WORK REQUEST » Would you copy each line of the data below that has "Failed"?
--- DATA LISTING ---
//! Campus-Atlas: a locator for people and chairs on a university campus
//!
//! This crate crawls a university directory website (organizational units and
//! lecturer pages), extracts the room each entry is located in, and resolves
//! those rooms against a reference table of known buildings to produce a flat
//! list of places.

pub mod config;
pub mod crawler;
pub mod location;
pub mod output;
pub mod state;
pub mod storage;

use thiserror::Error;

/// Main error type for Campus-Atlas operations
#[derive(Debug, Error)]
pub enum AtlasError {
    #[error("Configuration error: {0}")]
    Config(#[from] ConfigError),

    #[error("Reference table error: {0}")]
    Reference(#[from] ReferenceError),

    #[error("HTTP client error: {0}")]
    Reqwest(#[from] reqwest::Error),

    #[error("Invalid extraction pattern: {0}")]
    Pattern(#[from] regex::Error),

    #[error("Database error: {0}")]
    Database(#[from] rusqlite::Error),

    #[error("Storage error: {0}")]
    Storage(#[from] storage::StorageError),

    #[error("IO error: {0}")]
    Io(#[from] std::io::Error),
}

/// Configuration-specific errors
#[derive(Debug, Error)]
pub enum ConfigError {
    #[error("Failed to read config file: {0}")]
    Io(#[from] std::io::Error),

    #[error("Failed to parse TOML: {0}")]
    Parse(#[from] toml::de::Error),

    #[error("Validation error: {0}")]
    Validation(String),

    #[error("Invalid URL in config: {0}")]
    InvalidUrl(String),
}

/// Errors raised while loading the room reference table
#[derive(Debug, Error)]
pub enum ReferenceError {
    #[error("Failed to read reference table: {0}")]
    Io(#[from] std::io::Error),

    #[error("Failed to parse reference table: {0}")]
    Parse(#[from] toml::de::Error),

    #[error("Invalid reference entry '{location}': {message}")]
    InvalidEntry { location: String, message: String },
}

/// Result type alias for Campus-Atlas operations
pub type Result<T> = std::result::Result<T, AtlasError>;

/// Result type alias for configuration operations
pub type ConfigResult<T> = std::result::Result<T, ConfigError>;

/// Result type alias for reference table operations
pub type ReferenceResult<T> = std::result::Result<T, ReferenceError>;

// Re-export commonly used types
pub use config::Config;
pub use crawler::{Coordinator, CrawlOutcome, CrawlReport};
pub use location::{normalize_building, LocationResolver, ReferenceTable};
pub use output::{Category, Place};
pub use state::{ItemBody, ItemKey, ItemState, ItemType};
---
SOLUTION FOR THIS TASK »
    #[error("Failed to read config file: {0}")]
    #[error("Failed to parse TOML: {0}")]
    #[error("Failed to read reference table: {0}")]
    #[error("Failed to parse reference table: {0}")]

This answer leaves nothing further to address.